As we approach a full year lived under various states of lockdown in the UK, like many other countries around the world, it feels surreal to reflect on the many transformations that our lives have undergone. Forced to stay at home to prevent the spread of coronavirus, busy streets quickly emptied out. Now-familiar cliff-edge charts quickly showed how transport networks were hit hard. The London Underground saw riders plummet to just three percent of normal rates during the first lockdown in March, recovering slowly to below 40 percent of normal. Bus usage also fell sharply, down by 86 percent before recovering to 55 percent of normal levels in October.

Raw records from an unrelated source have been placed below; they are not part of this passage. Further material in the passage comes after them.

pub mod api;
pub mod args;
pub mod criteria;
pub mod db;
pub mod export;
pub mod game;
pub mod sample;
pub mod ui;
//! Time-bounded game cache, keyed by (season, data-source mode).
//!
//! A store replaces whatever was cached for the key; a load returns `None`
//! when nothing is cached or the newest entry has aged past the TTL.

use anyhow::{Context, Result};
use chrono::{DateTime, NaiveDate, Utc};
use sqlx::{Row, SqlitePool};

use crate::game::{GameRecord, InningLine};

/// Matches the original dashboard's one-hour result cache.
pub const CACHE_TTL_SECS: i64 = 3600;

/// Where a batch of games came from. Part of the cache key, so live and
/// sample results for the same season never shadow each other.
#[derive(Debug, Clone, Copy, PartialEq, Eq)]
pub enum DataSource {
    Live,
    Sample,
}

impl std::fmt::Display for DataSource {
    fn fmt(&self, f: &mut std::fmt::Formatter<'_>) -> std::fmt::Result {
        let s = match self {
            DataSource::Live => "live",
            DataSource::Sample => "sample",
        };
        write!(f, "{}", s)
    }
}

impl DataSource {
    pub fn from_string(s: &str) -> Option<Self> {
        match s {
            "live" => Some(DataSource::Live),
            "sample" => Some(DataSource::Sample),
            _ => None,
        }
    }

    pub fn toggled(self) -> Self {
        match self {
            DataSource::Live => DataSource::Sample,
            DataSource::Sample => DataSource::Live,
        }
    }
}

fn serialize_innings(innings: &[InningLine]) -> String {
    serde_json::to_string(innings).unwrap_or_else(|_| "[]".to_string())
}

fn deserialize_innings(json: &str) -> Vec<InningLine> {
    serde_json::from_str(json).unwrap_or_default()
}

/// Replace the cached games for one (season, source) key.
pub async fn store_games(
    pool: &SqlitePool,
    season: i32,
    source: DataSource,
    games: &[GameRecord],
) -> Result<()> {
    let source_str = source.to_string();
    let fetched_at = Utc::now().to_rfc3339();

    let mut tx = pool.begin().await?;

    sqlx::query("DELETE FROM cached_games WHERE season = ? AND source = ?")
        .bind(season)
        .bind(&source_str)
        .execute(&mut *tx)
        .await
        .context("Failed to clear stale cache entries")?;

    for game in games {
        sqlx::query(
            r#"
            INSERT INTO cached_games
                (season, source, game_id, game_date, away_team, home_team,
                 away_score, home_score, innings, fetched_at)
            VALUES (?, ?, ?, ?, ?, ?, ?, ?, ?, ?)
            "#,
        )
        .bind(season)
        .bind(&source_str)
        .bind(game.game_id)
        .bind(game.date.format("%Y-%m-%d").to_string())
        .bind(&game.away_team)
        .bind(&game.home_team)
        .bind(game.away_score)
        .bind(game.home_score)
        .bind(serialize_innings(&game.innings))
        .bind(&fetched_at)
        .execute(&mut *tx)
        .await
        .context("Failed to cache game")?;
    }

    tx.commit().await?;
    Ok(())
}

/// Load cached games for a key, or `None` when absent or expired.
pub async fn load_games(
    pool: &SqlitePool,
    season: i32,
    source: DataSource,
) -> Result<Option<Vec<GameRecord>>> {
    let source_str = source.to_string();

    let rows = sqlx::query(
        r#"
        SELECT game_id, game_date, away_team, home_team,
               away_score, home_score, innings, fetched_at
        FROM cached_games
        WHERE season = ? AND source = ?
        ORDER BY id ASC
        "#,
    )
    .bind(season)
    .bind(&source_str)
    .fetch_all(pool)
    .await
    .context("Failed to read game cache")?;

    if rows.is_empty() {
        return Ok(None);
    }

    let fetched_at: String = rows[0].get("fetched_at");
    let age = DateTime::parse_from_rfc3339(&fetched_at)
        .map(|ts| Utc::now().signed_duration_since(ts.with_timezone(&Utc)))
        .ok();
    match age {
        Some(age) if age.num_seconds() <= CACHE_TTL_SECS => {}
        _ => return Ok(None),
    }

    let games = rows
        .into_iter()
        .map(|row| {
            let date_str: String = row.get("game_date");
            let innings_json: String = row.get("innings");
            GameRecord {
                game_id: row.get("game_id"),
                date: NaiveDate::parse_from_str(&date_str, "%Y-%m-%d")
                    .unwrap_or_else(|_| Utc::now().date_naive()),
                away_team: row.get("away_team"),
                home_team: row.get("home_team"),
                away_score: row.get("away_score"),
                home_score: row.get("home_score"),
                innings: deserialize_innings(&innings_json),
            }
        })
        .collect();

    Ok(Some(games))
}

/// Drop expired entries across all keys.
pub async fn evict_expired(pool: &SqlitePool) -> Result<u64> {
    let cutoff = (Utc::now() - chrono::Duration::seconds(CACHE_TTL_SECS)).to_rfc3339();

    let result = sqlx::query("DELETE FROM cached_games WHERE fetched_at < ?")
        .bind(cutoff)
        .execute(pool)
        .await
        .context("Failed to evict expired cache entries")?;

    Ok(result.rows_affected())
}

#[cfg(test)]
mod tests {
    use super::*;
    use crate::db::create_pool_at;
    use crate::sample::sample_season;

    async fn test_pool() -> (tempfile::TempDir, SqlitePool) {
        let dir = tempfile::tempdir().unwrap();
        let pool = create_pool_at(&dir.path().join("cache.db")).await.unwrap();
        (dir, pool)
    }

    #[tokio::test]
    async fn test_store_and_load_round_trip() {
        let (_dir, pool) = test_pool().await;
        let games = sample_season(2024);

        store_games(&pool, 2024, DataSource::Sample, &games)
            .await
            .unwrap();

        let loaded = load_games(&pool, 2024, DataSource::Sample)
            .await
            .unwrap()
            .expect("fresh cache entry should load");

        assert_eq!(loaded, games);
    }

    #[tokio::test]
    async fn test_load_misses_on_other_key() {
        let (_dir, pool) = test_pool().await;
        let games = sample_season(2024);

        store_games(&pool, 2024, DataSource::Sample, &games)
            .await
            .unwrap();

        assert!(load_games(&pool, 2023, DataSource::Sample)
            .await
            .unwrap()
            .is_none());
        assert!(load_games(&pool, 2024, DataSource::Live)
            .await
            .unwrap()
            .is_none());
    }

    #[tokio::test]
    async fn test_store_replaces_previous_entry() {
        let (_dir, pool) = test_pool().await;

        store_games(&pool, 2024, DataSource::Sample, &sample_season(2024))
            .await
            .unwrap();
        let replacement = sample_season(2023);
        store_games(&pool, 2024, DataSource::Sample, &replacement)
            .await
            .unwrap();

        let loaded = load_games(&pool, 2024, DataSource::Sample)
            .await
            .unwrap()
            .unwrap();
        assert_eq!(loaded.len(), replacement.len());
        assert_eq!(loaded[0].game_id, replacement[0].game_id);
    }

    #[tokio::test]
    async fn test_empty_store_loads_as_miss() {
        let (_dir, pool) = test_pool().await;

        store_games(&pool, 2024, DataSource::Sample, &[])
            .await
            .unwrap();

        assert!(load_games(&pool, 2024, DataSource::Sample)
            .await
            .unwrap()
            .is_none());
    }

    #[tokio::test]
    async fn test_expired_entries_miss_and_evict() {
        let (_dir, pool) = test_pool().await;
        let games = sample_season(2024);

        store_games(&pool, 2024, DataSource::Sample, &games)
            .await
            .unwrap();

        // Age every row past the TTL.
        let stale = (Utc::now() - chrono::Duration::seconds(CACHE_TTL_SECS + 60)).to_rfc3339();
        sqlx::query("UPDATE cached_games SET fetched_at = ?")
            .bind(&stale)
            .execute(&pool)
            .await
            .unwrap();

        assert!(load_games(&pool, 2024, DataSource::Sample)
            .await
            .unwrap()
            .is_none());

        assert_eq!(evict_expired(&pool).await.unwrap(), games.len() as u64);
        assert!(load_games(&pool, 2024, DataSource::Sample)
            .await
            .unwrap()
            .is_none());
    }

    #[tokio::test]
    async fn test_evict_expired_keeps_fresh_entries() {
        let (_dir, pool) = test_pool().await;

        store_games(&pool, 2024, DataSource::Sample, &sample_season(2024))
            .await
            .unwrap();

        assert_eq!(evict_expired(&pool).await.unwrap(), 0);
        assert!(load_games(&pool, 2024, DataSource::Sample)
            .await
            .unwrap()
            .is_some());
    }
}
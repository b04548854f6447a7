use std::sync::{Arc, Mutex};

pub const MAX_LOG_LINES: usize = 300;
/// Matching games shown per page in list view.
pub const PAGE_SIZE: usize = 10;

/// Thread-safe log buffer with a maximum capacity.
#[derive(Clone)]
pub struct LogBuffer {
    inner: Arc<Mutex<Vec<String>>>,
}

impl LogBuffer {
    pub fn new() -> Self {
        Self {
            inner: Arc::new(Mutex::new(Vec::new())),
        }
    }

    pub fn push(&self, msg: String) {
        let mut buf = self.inner.lock().unwrap();
        buf.push(msg);
        if buf.len() > MAX_LOG_LINES {
            buf.remove(0);
        }
    }

    pub fn lines(&self) -> Vec<String> {
        self.inner.lock().unwrap().clone()
    }
}

impl Default for LogBuffer {
    fn default() -> Self {
        Self::new()
    }
}

/// Which screen the dashboard is showing.
#[derive(Debug, Clone, Copy, PartialEq, Eq)]
pub enum ViewMode {
    /// Metric cards, charts, and the latest matching games.
    Dashboard,
    /// Paginated list of every matching game.
    List,
    /// Inning-by-inning breakdown of one selected game.
    Detail,
}
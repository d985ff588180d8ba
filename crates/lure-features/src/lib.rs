//! # Lure Features
//!
//! Deterministic HTML and URL feature extraction for phishing and malware
//! classifiers.
//!
//! Two independent, side-effect-free extractors each parse their input once
//! and emit a flat, ordered mapping of feature name to value:
//!
//! - **HTML**: structural counts, text statistics and script-content
//!   analysis over a parsed document tree
//! - **URL**: string and regex inspection of the URL and its syntactic
//!   components
//!
//! The crate never fetches pages or trains models; a caller supplies the
//! raw strings and forwards the emitted [`FeatureMap`] to its classifier.
//!
//! ## Quick Start
//!
//! ```rust
//! use lure_features::{FeatureExtractor, HtmlFeatureExtractor, UrlFeatureExtractor};
//!
//! let page = HtmlFeatureExtractor::new("<html><body><p>Verify your account.</p></body></html>");
//! let url = UrlFeatureExtractor::new("http://login.example-bank.com/verify");
//!
//! let page_features = page.features();
//! let url_features = url.features();
//!
//! assert!(page_features.contains_key("page_entropy"));
//! assert_eq!(url_features.len(), 19);
//! ```
//!
//! ## Architecture
//!
//! ```text
//! ┌──────────────┐     ┌────────────────────┐     ┌───────────────┐
//! │  Raw input   │ ──► │  Parsed context    │ ──► │  FeatureMap   │
//! │ (HTML / URL) │     │ (one parse, frozen)│     │ (name → value)│
//! └──────────────┘     └────────────────────┘     └───────────────┘
//! ```
//!
//! Every feature accessor is a pure function of the frozen context, so
//! repeated extraction over the same input is bit-identical and independent
//! inputs can be processed in parallel without coordination.

pub mod config;
pub mod entropy;
pub mod error;
pub mod html;
pub mod patterns;
pub mod types;
pub mod url;

pub use config::ExtractorConfig;
pub use entropy::shannon_entropy;
pub use error::{FeatureError, Result};
pub use html::{HtmlContext, HtmlFeatureExtractor};
pub use types::{FeatureMap, FeatureValue};
pub use url::{UrlContext, UrlFeatureExtractor};

/// Common trait for both feature extractors
pub trait FeatureExtractor {
    /// Emit the fixed, ordered feature schema for this input.
    ///
    /// A fresh map is produced on every call; the keys, their order and
    /// their value types are stable per extractor.
    fn features(&self) -> FeatureMap;
}

/// Prelude for convenient imports
pub mod prelude {
    pub use crate::config::ExtractorConfig;
    pub use crate::error::{FeatureError, Result};
    pub use crate::html::HtmlFeatureExtractor;
    pub use crate::types::{FeatureMap, FeatureValue};
    pub use crate::url::UrlFeatureExtractor;
    pub use crate::FeatureExtractor;
}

Photographer Dougie Wallace, born in Glasgow and based in London’s East End for over 20 years, has spent the last year documenting the changing moods of the city. Since the start of the Covid-19 pandemic, he has roamed the streets of London with his camera to create a portrait of a place in flux. The resulting images have been brought together in a new book, Bus Response, in which Wallace focuses on the scenes encountered on public transport, and particularly on London’s network of buses. They provide a familiar setting for these personal dramas and moments of solitude to play out before the lens, where couples bicker, one woman applies her make-up and several men doze. The patterned fabric of the seats and the curved windows offer a stage that feels at once universal and distinctly of the city.
He captures the ebb and flow of the crowds as they disappear and resurge, reflecting the tightening and loosening of lockdown restrictions. His subjects grin and perform for the camera, posing with face mask on in front of a black cab, or else look pensively into the distance as if contemplating the long and lonely months ahead. Personal protective equipment, from a glistening visor to a surgical mask, are visible throughout, a reminder of just how rapidly the “new normal” can emerge within the collective imagination.
“Wallace captures the ebb and flow of the crowds as they disappear and resurge, reflecting the tightening and loosening of lockdown restrictions”
The British government’s public messaging around the pandemic, from the ill-fated “Eat Out to Help Out” campaign to the “#OurHeroes” celebration of NHS workers, gives a distinctive timeline to the images. These messages form a poignant, witty and occasionally heartbreaking backdrop to Wallace’s photographs. His eye for wit and dark humour can be seen in his framing of these signs; one advertisement for the upcoming James Bond movie, No Time to Die, takes on an unfortunate resonance in the context of Wallace’s focus on the pandemic.
The series represents an early example of an emerging genre of artist responses to the pandemic, following a year that has seen most exhibitions and creative projects put on hold. In the face of these limitations, artists have found alternate methods of working that go beyond the usual structures and routines. Just as we have all been forced to reassess our own outlooks and expectations, so have creative practitioners sought to reflect and reevaluate the vastly different set of circumstances that the world has found itself in over the last year. In Wallace’s photographs, that tenacity, collective strength and a resonant glimmer of wit can be clearly seen, even in the most challenging of circumstances.